Still, the transaction-banking unit that finances clients' trade
flows and manages companies' cash, where Deutsche Bank is spending
money to expand, had a disappointingly flat quarter. Its revenue
was unchanged when accounting for a one-time boost a year earlier,
far from the lofty revenue increases the bank said it would
deliver.
Deutsche Bank said the big second-quarter charge will help
position it for growth because it represents a "substantial
portion" of the total costs expected from its multiyear
restructuring. Through 2022, the restructuring will cost a total of
about EUR7.4 billion, Deutsche Bank said this month.
As layoffs mount, severance expenses will too. Analysts say
Deutsche Bank faces a difficult challenge balancing cost-cutting
with the high price of the overhaul, which will strain its capital
cushion. Executives say they believe they can shoulder those costs
without asking shareholders to pony up more cash.

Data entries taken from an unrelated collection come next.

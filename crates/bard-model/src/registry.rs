// Copyright (c) 2024-2026 Martin Schröder <info@swedishembedded.com>
//
// SPDX-License-Identifier: MIT
//! Provider registry: static metadata for every supported provider id.
//!
//! Single source of truth for which provider ids exist and how requests to
//! them are authenticated.  Construction logic lives in
//! [`crate::openai_compat::HttpProviderFactory`].

use thiserror::Error;

/// How the API key is attached to outgoing requests.
#[derive(Debug, Clone, Copy, PartialEq, Eq)]
pub enum AuthStyle {
    /// `Authorization: Bearer <key>` — most providers.
    Bearer,
    /// Key in a vendor-specific header (e.g. `x-api-key` for Anthropic).
    VendorHeader(&'static str),
    /// `Authorization` carries a caller-supplied Nostr NIP-98 token.
    /// Signing is external; the adapter forwards the token verbatim.
    Nip98,
    /// No authentication — local servers.
    None,
}

/// Metadata describing a registered provider.
#[derive(Debug, Clone)]
pub struct ProviderMeta {
    /// Unique provider id used as the prefix of `"<provider>/<model>"`.
    pub id: &'static str,
    /// Human-readable display name.
    pub name: &'static str,
    /// Default chat-completions base URL (ends before `/chat/completions`).
    pub base_url: &'static str,
    /// Environment variable that holds the API key, when one applies.
    pub api_key_env: Option<&'static str>,
    pub auth: AuthStyle,
    /// Extra headers sent on every request (version pins, browser opt-ins).
    pub extra_headers: &'static [(&'static str, &'static str)],
}

/// Complete registry of supported providers.
pub static PROVIDERS: &[ProviderMeta] = &[
    ProviderMeta {
        id: "openai",
        name: "OpenAI",
        base_url: "https://api.openai.com/v1",
        api_key_env: Some("OPENAI_API_KEY"),
        auth: AuthStyle::Bearer,
        extra_headers: &[],
    },
    ProviderMeta {
        id: "anthropic",
        name: "Anthropic",
        base_url: "https://api.anthropic.com/v1",
        api_key_env: Some("ANTHROPIC_API_KEY"),
        auth: AuthStyle::VendorHeader("x-api-key"),
        extra_headers: &[
            ("anthropic-version", "2023-06-01"),
            ("anthropic-dangerous-direct-browser-access", "true"),
        ],
    },
    ProviderMeta {
        id: "openrouter",
        name: "OpenRouter",
        base_url: "https://openrouter.ai/api/v1",
        api_key_env: Some("OPENROUTER_API_KEY"),
        auth: AuthStyle::Bearer,
        extra_headers: &[("X-Title", "bard")],
    },
    ProviderMeta {
        id: "routstr",
        name: "Routstr",
        base_url: "https://api.routstr.com/v1",
        api_key_env: None,
        auth: AuthStyle::Nip98,
        extra_headers: &[],
    },
    ProviderMeta {
        id: "groq",
        name: "Groq",
        base_url: "https://api.groq.com/openai/v1",
        api_key_env: Some("GROQ_API_KEY"),
        auth: AuthStyle::Bearer,
        extra_headers: &[],
    },
    ProviderMeta {
        id: "ollama",
        name: "Ollama",
        base_url: "http://localhost:11434/v1",
        api_key_env: None,
        auth: AuthStyle::None,
        extra_headers: &[],
    },
    ProviderMeta {
        id: "mock",
        name: "Mock",
        base_url: "",
        api_key_env: None,
        auth: AuthStyle::None,
        extra_headers: &[],
    },
];

/// Look up a provider by its id.  Returns `None` for unknown ids.
pub fn get_provider(id: &str) -> Option<&'static ProviderMeta> {
    PROVIDERS.iter().find(|p| p.id == id)
}

/// All known provider ids in declaration order.
pub fn known_provider_ids() -> impl Iterator<Item = &'static str> {
    PROVIDERS.iter().map(|p| p.id)
}

// ─── Provider/model identifiers ───────────────────────────────────────────────

#[derive(Debug, Error, PartialEq, Eq)]
pub enum ProviderModelError {
    #[error("invalid model identifier {0:?}: expected \"<provider>/<model>\"")]
    Invalid(String),
    #[error("unknown provider {provider:?}; known providers: {}", .known.join(", "))]
    UnknownProvider { provider: String, known: Vec<String> },
}

/// Split a `"<provider>/<model>"` identifier on its **first** `/`.
///
/// Everything after the separator is the model id, which may itself contain
/// slashes (`"openrouter/anthropic/claude-sonnet-4"`).  Empty halves and
/// unknown providers are rejected.
pub fn parse_provider_model(s: &str) -> Result<(String, String), ProviderModelError> {
    let (provider, model) = s
        .split_once('/')
        .ok_or_else(|| ProviderModelError::Invalid(s.to_string()))?;
    if provider.is_empty() || model.is_empty() {
        return Err(ProviderModelError::Invalid(s.to_string()));
    }
    if get_provider(provider).is_none() {
        return Err(ProviderModelError::UnknownProvider {
            provider: provider.to_string(),
            known: known_provider_ids().map(str::to_string).collect(),
        });
    }
    Ok((provider.to_string(), model.to_string()))
}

The bank posted EUR6.2 billion in net revenue in the second
quarter, slightly lower than the EUR6.3 billion average expected by
analysts and down 6% from a year earlier. Investment-banking
revenue fell 18% from a year earlier, while revenue at the smaller
asset-management unit rose 6%. In the retail banking division,
which includes the private-banking business, revenue fell 2%.
The restructuring has led to both planned and unplanned
departures across businesses, which started well before the bank's
formal unveiling of its reorganization. More than 900 people have
received notice they are being fired or their jobs are being cut,
the bank said Wednesday.
The bank has reorganized its management under Mr. Sewing.
Several top executives, including the head of the investment bank,
are leaving and the CEO is taking over supervision of that
division, which is the bank's most important revenue engine.
The lender created a so-called bad-bank division, called the
Capital Release Unit, to sell or wind down nearly EUR300 billion in
assets including derivatives contracts that can't be disposed of
easily. The process is expected to take several years.
As part of the shrinkage, Deutsche Bank is dismantling chunks of
its Wall Street operations, built over more than 20 years. It is
peddling portfolios of equity derivatives and other holdings to
rival banks and said it is on track to sell big portions of an
electronic-trading and prime-brokerage business serving hedge funds
to BNP Paribas SA.
Calling the moves a "fundamental rebuilding of Deutsche Bank,"
Mr. Sewing promised to shed businesses where the lender has failed
to compete, including equities trading. Investors have called for
the bank to lop off money-losing operations after years of
persistent share declines and strategic rethinking.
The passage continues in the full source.